### WHAT YOU WILL DO:
Please return every line in the following data that includes the string "InvalidConstraint".

---- ENTRIES SHOWN

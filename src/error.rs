//! Error types for the rarity engine.

use std::path::PathBuf;
use thiserror::Error;

/// Result type for rarity engine operations.
pub type Result<T> = std::result::Result<T, RarityError>;

/// Errors that can occur while editing or persisting a rarity configuration.
#[derive(Error, Debug)]
pub enum RarityError {
    // Lookup Errors
    #[error("Layer not found: {layer}")]
    LayerNotFound { layer: String },

    #[error("Trait not found: {layer}/{trait_name}")]
    TraitNotFound { layer: String, trait_name: String },

    #[error("Set not found: {set}")]
    SetNotFound { set: String },

    #[error("Set already exists: {set}")]
    SetAlreadyExists { set: String },

    #[error("Cannot remove '{set}': it is the only set")]
    CannotRemoveLastSet { set: String },

    // Editing Errors
    #[error("Layer '{layer}' is locked in set '{set}'")]
    LayerLocked { layer: String, set: String },

    #[error("Invalid rarity value: {value}")]
    InvalidValue { value: f64 },

    #[error("Invalid constraint: {reason}")]
    InvalidConstraint { reason: String },

    #[error("Conflicting constraint: {reason}")]
    ConflictingConstraint { reason: String },

    // Persistence Errors
    #[error("Schema validation failed: {reason}")]
    SchemaValidation { reason: String },

    #[error("Invalid schema version: {version}")]
    InvalidSchemaVersion { version: String },

    #[error("Traits folder not found: {path}")]
    TraitsFolderNotFound { path: PathBuf },

    #[error("Failed to read file: {path}: {source}")]
    FileReadError {
        path: PathBuf,
        #[source]
        source: std::io::Error,
    },

    #[error("Failed to write file: {path}: {source}")]
    FileWriteError {
        path: PathBuf,
        #[source]
        source: std::io::Error,
    },

    #[error("Directory creation failed: {path}: {source}")]
    DirectoryCreateError {
        path: PathBuf,
        #[source]
        source: std::io::Error,
    },

    #[error("Storage unavailable: {reason}")]
    StorageUnavailable { reason: String },

    #[error("JSON serialization error: {0}")]
    JsonSerializationError(#[from] serde_json::Error),

    #[error("IO error: {0}")]
    Io(#[from] std::io::Error),
}

impl RarityError {
    /// Get the error code for this error type
    pub fn error_code(&self) -> &'static str {
        match self {
            RarityError::LayerNotFound { .. } => "LAYER_NOT_FOUND",
            RarityError::TraitNotFound { .. } => "TRAIT_NOT_FOUND",
            RarityError::SetNotFound { .. } => "SET_NOT_FOUND",
            RarityError::SetAlreadyExists { .. } => "SET_ALREADY_EXISTS",
            RarityError::CannotRemoveLastSet { .. } => "CANNOT_REMOVE_LAST_SET",
            RarityError::LayerLocked { .. } => "LAYER_LOCKED",
            RarityError::InvalidValue { .. } => "INVALID_VALUE",
            RarityError::InvalidConstraint { .. } => "INVALID_CONSTRAINT",
            RarityError::ConflictingConstraint { .. } => "CONFLICTING_CONSTRAINT",
            RarityError::SchemaValidation { .. } => "SCHEMA_VALIDATION",
            RarityError::InvalidSchemaVersion { .. } => "INVALID_SCHEMA_VERSION",
            RarityError::TraitsFolderNotFound { .. } => "TRAITS_FOLDER_NOT_FOUND",
            RarityError::FileReadError { .. } => "FILE_READ_ERROR",
            RarityError::FileWriteError { .. } => "FILE_WRITE_ERROR",
            RarityError::DirectoryCreateError { .. } => "DIRECTORY_CREATE_ERROR",
            RarityError::StorageUnavailable { .. } => "STORAGE_UNAVAILABLE",
            RarityError::JsonSerializationError(_) => "SERIALIZATION_ERROR",
            RarityError::Io(_) => "IO_ERROR",
        }
    }

    /// Returns true if the session can carry on with its in-memory state.
    pub fn is_recoverable(&self) -> bool {
        matches!(
            self,
            RarityError::SchemaValidation { .. }
                | RarityError::InvalidSchemaVersion { .. }
                | RarityError::FileReadError { .. }
                | RarityError::FileWriteError { .. }
                | RarityError::StorageUnavailable { .. }
                | RarityError::JsonSerializationError(_)
                | RarityError::Io(_)
        )
    }

    /// Returns a user-friendly recovery suggestion.
    pub fn recovery_suggestion(&self) -> Option<&'static str> {
        match self {
            RarityError::LayerNotFound { .. } => {
                Some("Check the layer name, or re-run 'init' after adding trait folders.")
            }
            RarityError::TraitNotFound { .. } => Some("Check the trait name within the layer."),
            RarityError::LayerLocked { .. } => Some("Unlock the layer before editing it."),
            RarityError::ConflictingConstraint { .. } => {
                Some("A pair cannot be both forced and incompatible; remove one first.")
            }
            RarityError::SchemaValidation { .. } => {
                Some("Restore the file from the backups directory or re-initialize.")
            }
            RarityError::TraitsFolderNotFound { .. } => {
                Some("Point --traits at the folder holding one subfolder per layer.")
            }
            _ => None,
        }
    }
}

#[cfg(test)]
mod tests {
    use super::*;

    #[test]
    fn test_error_codes() {
        let err = RarityError::LayerNotFound {
            layer: "Background".to_string(),
        };
        assert_eq!(err.error_code(), "LAYER_NOT_FOUND");
        assert!(err.recovery_suggestion().is_some());
    }

    #[test]
    fn test_persistence_errors_are_recoverable() {
        let err = RarityError::SchemaValidation {
            reason: "value out of range".to_string(),
        };
        assert!(err.is_recoverable());

        let err = RarityError::LayerLocked {
            layer: "Eyes".to_string(),
            set: "set1".to_string(),
        };
        assert!(!err.is_recoverable());
    }
}
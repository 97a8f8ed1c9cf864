//! CLI Module
//!
//! Command-line interface for editing a project's rarity tables.

pub mod commands;

use clap::{Parser, Subcommand};
use std::path::PathBuf;

/// Rarity CLI - configure trait probabilities for layered generative art
#[derive(Parser, Debug)]
#[command(name = "rarity-cli")]
#[command(version, about, long_about = None)]
pub struct Cli {
    /// Enable verbose output
    #[arg(short, long, global = true)]
    pub verbose: bool,

    /// Project directory holding the rarity tables
    #[arg(short, long, global = true, default_value = ".")]
    pub project: PathBuf,

    /// Set to operate on (defaults to the configured default set)
    #[arg(short, long, global = true)]
    pub set: Option<String>,

    #[command(subcommand)]
    pub command: Option<Commands>,
}

#[derive(Subcommand, Debug)]
pub enum Commands {
    /// Build a fresh rarity config from a traits folder
    #[command(name = "init")]
    Init {
        /// Folder with one subfolder of trait images per layer
        #[arg(short, long)]
        traits: PathBuf,

        /// Layers to include, bottom first (defaults to every subfolder)
        #[arg(short, long, value_delimiter = ',')]
        layers: Vec<String>,
    },

    /// Print trait values
    #[command(name = "show")]
    Show {
        /// Only this layer
        layer: Option<String>,
    },

    /// Split each layer's budget equally
    #[command(name = "equalize")]
    Equalize {
        /// Only this layer
        layer: Option<String>,
    },

    /// Draw a random distribution
    #[command(name = "randomize")]
    Randomize {
        /// Only this layer
        layer: Option<String>,

        /// Seed for a reproducible draw
        #[arg(long)]
        seed: Option<u64>,
    },

    /// Zero every unlocked trait
    #[command(name = "reset")]
    Reset {
        /// Only this layer
        layer: Option<String>,
    },

    /// Toggle the layer's None trait
    #[command(name = "skip")]
    Skip {
        layer: String,
    },

    /// Set one trait's value
    #[command(name = "set")]
    Set {
        layer: String,

        #[arg(value_name = "TRAIT")]
        trait_name: String,

        value: f64,
    },

    /// Toggle the lock of a trait, or of the whole layer
    #[command(name = "lock")]
    Lock {
        layer: String,

        #[arg(value_name = "TRAIT")]
        trait_name: Option<String>,
    },

    /// Check that layers sum to 100
    #[command(name = "validate")]
    Validate {
        /// Only this layer
        layer: Option<String>,
    },

    /// Show a layer's rarity across every set
    #[command(name = "global")]
    Global {
        layer: String,
    },

    /// Force two traits to appear together
    #[command(name = "force")]
    Force {
        layer_a: String,
        trait_a: String,
        layer_b: String,
        trait_b: String,

        /// Remove the pair instead of adding it
        #[arg(long)]
        remove: bool,
    },

    /// Forbid two traits from appearing together
    #[command(name = "incompat")]
    Incompat {
        layer_a: String,
        trait_a: String,
        layer_b: String,
        trait_b: String,

        /// Remove the pair instead of adding it
        #[arg(long)]
        remove: bool,
    },

    /// Drop constraints that reference missing or disabled traits
    #[command(name = "cleanup")]
    Cleanup,
}

#[cfg(test)]
mod tests {
    use super::*;

    #[test]
    fn test_parses_global_options_after_subcommand() {
        let cli = Cli::parse_from(["rarity-cli", "set", "Eyes", "Glow", "42.5", "--set", "set2"]);
        assert_eq!(cli.set.as_deref(), Some("set2"));
        match cli.command {
            Some(Commands::Set {
                layer,
                trait_name,
                value,
            }) => {
                assert_eq!(layer, "Eyes");
                assert_eq!(trait_name, "Glow");
                assert_eq!(value, 42.5);
            }
            other => panic!("unexpected command: {:?}", other),
        }
    }

    #[test]
    fn test_init_splits_layer_list() {
        let cli = Cli::parse_from(["rarity-cli", "init", "--traits", "art", "--layers", "Background,Eyes"]);
        match cli.command {
            Some(Commands::Init { traits, layers }) => {
                assert_eq!(traits, PathBuf::from("art"));
                assert_eq!(layers, vec!["Background", "Eyes"]);
            }
            other => panic!("unexpected command: {:?}", other),
        }
    }

    #[test]
    fn test_verify_cli() {
        use clap::CommandFactory;
        Cli::command().debug_assert();
    }
}
//! State Management Module
//!
//! Persistence of a project's tables and the caching in front of it:
//! - `RarityStore`: storage contract consumed by the engine
//! - `JsonFileStore`: JSON documents in a project directory, with backups
//! - `MemoryStore`: process-local tables for tests and embedding
//! - `ConstraintCache`: time-bounded reuse of loaded constraint graphs

pub mod backup;
pub mod cache;
pub mod memory;
pub mod store;

pub use backup::BackupRotation;
pub use cache::ConstraintCache;
pub use memory::MemoryStore;
pub use store::{
    discover_layers, read_trait_files, trait_name_from_file, JsonFileStore, RarityStore,
    CURRENT_SCHEMA_VERSION,
};
//! Rarity Engine - trait probability configuration for layered generative art
//!
//! A collection is built by stacking one trait image per layer. This crate
//! owns the per-set probability of every trait and keeps it consistent:
//! 1. Rarity operations - equalize, randomize, reset, skip-toggle and direct
//!    edits, all keeping each layer's enabled traits summed to 100
//! 2. Constraints - forced combinations clamp the upper trait to its lower
//!    partner; incompatibilities are validated and kept tidy
//!
//! # Architecture
//!
//! - `model`: persisted records (layers, traits, sets, constraint graphs)
//! - `rarity`: pure transforms over those records
//! - `state`: storage contract, JSON and in-memory stores, caching
//! - `engine`: the facade a UI or the CLI drives

pub mod cli;
pub mod config;
pub mod engine;
pub mod error;
pub mod model;
pub mod rarity;
pub mod state;

pub use config::EngineConfig;
pub use engine::{ConstraintCleanup, LayerDiagnostic, RarityEngine};
pub use error::{RarityError, Result};
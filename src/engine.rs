//! Rarity engine facade.
//!
//! `RarityEngine` owns the rarity configuration and the set catalog of one
//! project and exposes every editing operation against its active set. Each
//! mutator runs the forced-combination pass for the set it touched and then
//! persists. Saves never fail an operation: a failed write is logged and the
//! in-memory state stays authoritative until the next save supersedes it.

use std::collections::HashSet;
use std::path::Path;

use rand::rngs::StdRng;
use rand::SeedableRng;
use serde::Serialize;
use tracing::{debug, info, warn};

use crate::config::EngineConfig;
use crate::error::{RarityError, Result};
use crate::model::{
    BlendMode, ConstraintGraph, ConstraintState, LayerConfig, RarityConfig, SetCatalog, SetId,
    SetInfo, TraitRef, TraitSetConfig,
};
use crate::rarity::{
    self, adjust_single_value, equalize_within_layer, global_rarity, is_normalized,
    resolve_forced_combinations, CleanupReport, ForcedResolution, GlobalTraitRarity, LayerScope,
    OperationOutcome, SkipToggleOutcome,
};
use crate::state::{discover_layers, trait_name_from_file, ConstraintCache, RarityStore};

/// A (layer, set) whose enabled total is off 100 by more than the tolerance.
#[derive(Debug, Clone, PartialEq, Serialize)]
#[serde(rename_all = "camelCase")]
pub struct LayerDiagnostic {
    pub layer: String,
    pub set: SetId,
    pub total: f64,
}

/// Pairs dropped from both constraint tables by a cleanup.
#[derive(Debug, Clone, Default, PartialEq)]
pub struct ConstraintCleanup {
    pub forced: CleanupReport,
    pub incompatible: CleanupReport,
}

impl ConstraintCleanup {
    pub fn count(&self) -> usize {
        self.forced.count() + self.incompatible.count()
    }
}

/// Editing session over one project's rarity tables.
pub struct RarityEngine<S: RarityStore> {
    store: S,
    settings: EngineConfig,
    config: RarityConfig,
    sets: SetCatalog,
    active_set: SetId,
    forced_cache: ConstraintCache,
    incompat_cache: ConstraintCache,
    rng: StdRng,
    last_resolution: ForcedResolution,
}
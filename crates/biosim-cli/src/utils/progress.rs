use biosim::engine::progress::{Progress, ProgressCallback};
use indicatif::{ProgressBar, ProgressDrawTarget, ProgressStyle};
use std::sync::{Arc, Mutex};
use std::time::Duration;
use tracing::warn;

const SPINNER_TICK_MS: u64 = 80;

/// Renders engine progress events on stderr with a single `indicatif` bar.
///
/// Phases show a spinner; counted tasks (culture snapshots, docking poses) switch to a
/// bar whose message tracks the latest sampled population.
#[derive(Clone)]
pub struct CliProgressHandler {
    pb: Arc<Mutex<ProgressBar>>,
}

impl CliProgressHandler {
    pub fn new() -> Self {
        Self::with_target(ProgressDrawTarget::stderr())
    }

    fn with_target(target: ProgressDrawTarget) -> Self {
        let pb = ProgressBar::with_draw_target(Some(0), target).with_style(spinner_style());
        pb.finish_and_clear();
        Self {
            pb: Arc::new(Mutex::new(pb)),
        }
    }

    pub fn get_callback(&self) -> ProgressCallback<'static> {
        let pb = self.pb.clone();
        Box::new(move |progress: Progress| {
            let Ok(guard) = pb.lock() else {
                warn!("Progress bar mutex was poisoned. Cannot update progress.");
                return;
            };
            apply(&guard, progress);
        })
    }

    /// Clears whatever is still drawn, so that results print on a clean line.
    pub fn clear(&self) {
        if let Ok(guard) = self.pb.lock() {
            guard.finish_and_clear();
        }
    }
}

impl Default for CliProgressHandler {
    fn default() -> Self {
        Self::new()
    }
}

fn apply(pb: &ProgressBar, progress: Progress) {
    match progress {
        Progress::PhaseStart { name } => {
            pb.reset();
            pb.set_length(0);
            pb.set_style(spinner_style());
            pb.enable_steady_tick(Duration::from_millis(SPINNER_TICK_MS));
            pb.set_message(name);
        }
        Progress::PhaseFinish => {
            pb.disable_steady_tick();
            pb.finish_with_message("✓ Done");
        }
        Progress::TaskStart { total_steps } => {
            pb.disable_steady_tick();
            pb.reset();
            pb.set_length(total_steps);
            pb.set_position(0);
            pb.set_style(bar_style());
        }
        Progress::TaskIncrement => pb.inc(1),
        Progress::TaskFinish => {
            let length = pb.length().unwrap_or(0);
            if pb.position() < length {
                pb.set_position(length);
            }
            pb.finish();
        }
        Progress::Sampled {
            time,
            total,
            viable,
        } => pb.set_message(format!("t = {time:.1} h, {viable}/{total} viable")),
        Progress::Message(msg) => {
            if pb.is_finished() {
                pb.set_message(msg);
            } else {
                pb.println(format!("  {msg}"));
            }
        }
    }
}

fn spinner_style() -> ProgressStyle {
    ProgressStyle::with_template("{spinner:.green} {msg}")
        .unwrap_or_else(|_| ProgressStyle::default_spinner())
}

fn bar_style() -> ProgressStyle {
    ProgressStyle::with_template("[{bar:40.cyan/blue}] {pos}/{len} {msg}")
        .unwrap_or_else(|_| ProgressStyle::default_bar())
        .progress_chars("##-")
}
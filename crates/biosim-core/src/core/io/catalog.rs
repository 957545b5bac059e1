use super::traits::DataFile;
use crate::core::catalog::{Catalog, CatalogData, CatalogError};
use std::io::{self, BufRead, Write};
use std::path::Path;
use thiserror::Error;

#[derive(Debug, Error)]
pub enum CatalogFileError {
    #[error("I/O error: {0}")]
    Io(#[from] io::Error),
    #[error("Failed to parse catalog TOML: {0}")]
    Parse(#[from] toml::de::Error),
    #[error("Failed to serialise catalog TOML: {0}")]
    Serialize(#[from] toml::ser::Error),
    #[error(transparent)]
    Catalog(#[from] CatalogError),
}

/// TOML catalog file with `[[proteins]]`, `[[ligands]]` and `[[cell_lines]]` tables.
pub struct CatalogToml;

impl DataFile for CatalogToml {
    type Record = Catalog;
    type Error = CatalogFileError;

    fn read_from(reader: &mut impl BufRead) -> Result<Catalog, CatalogFileError> {
        let mut content = String::new();
        reader.read_to_string(&mut content)?;
        let data: CatalogData = toml::from_str(&content)?;
        Ok(Catalog::from_data(data)?)
    }

    fn write_to(catalog: &Catalog, writer: &mut impl Write) -> Result<(), CatalogFileError> {
        let content = catalog.to_toml_string()?;
        writer.write_all(content.as_bytes())?;
        Ok(())
    }
}

/// Writes `catalog` to `path` as TOML, replacing any existing file.
pub fn write_catalog(catalog: &Catalog, path: impl AsRef<Path>) -> Result<(), CatalogFileError> {
    CatalogToml::write_to_path(catalog, path)
}
use std::error::Error;
use std::fs::File;
use std::io::{self, BufRead, BufReader, BufWriter, Write};
use std::path::Path;

/// Common interface for the file formats the library reads and writes.
///
/// Implementors only provide the stream-based methods; the path-based helpers open
/// and buffer the file.
pub trait DataFile {
    /// The in-memory value stored in a file of this format.
    type Record;

    /// The error type for I/O operations.
    type Error: Error + From<io::Error>;

    /// Reads a record from a buffered reader.
    ///
    /// # Arguments
    ///
    /// * `reader` - The buffered reader to read from.
    ///
    /// # Errors
    ///
    /// Returns an error if parsing fails or I/O operations encounter issues.
    fn read_from(reader: &mut impl BufRead) -> Result<Self::Record, Self::Error>;

    /// Writes a record to a writer.
    ///
    /// # Arguments
    ///
    /// * `record` - The value to serialise.
    /// * `writer` - The writer to output to.
    ///
    /// # Errors
    ///
    /// Returns an error if serialisation fails or I/O operations encounter issues.
    fn write_to(record: &Self::Record, writer: &mut impl Write) -> Result<(), Self::Error>;

    fn read_from_path<P: AsRef<Path>>(path: P) -> Result<Self::Record, Self::Error> {
        let file = File::open(path)?;
        let mut reader = BufReader::new(file);
        Self::read_from(&mut reader)
    }

    fn write_to_path<P: AsRef<Path>>(record: &Self::Record, path: P) -> Result<(), Self::Error> {
        let file = File::create(path)?;
        let mut writer = BufWriter::new(file);
        Self::write_to(record, &mut writer)?;
        writer.flush()?;
        Ok(())
    }
}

--------

### WRITTEN SOLUTION:
    InvalidConstraint { reason: String },
            RarityError::InvalidConstraint { .. } => "INVALID_CONSTRAINT",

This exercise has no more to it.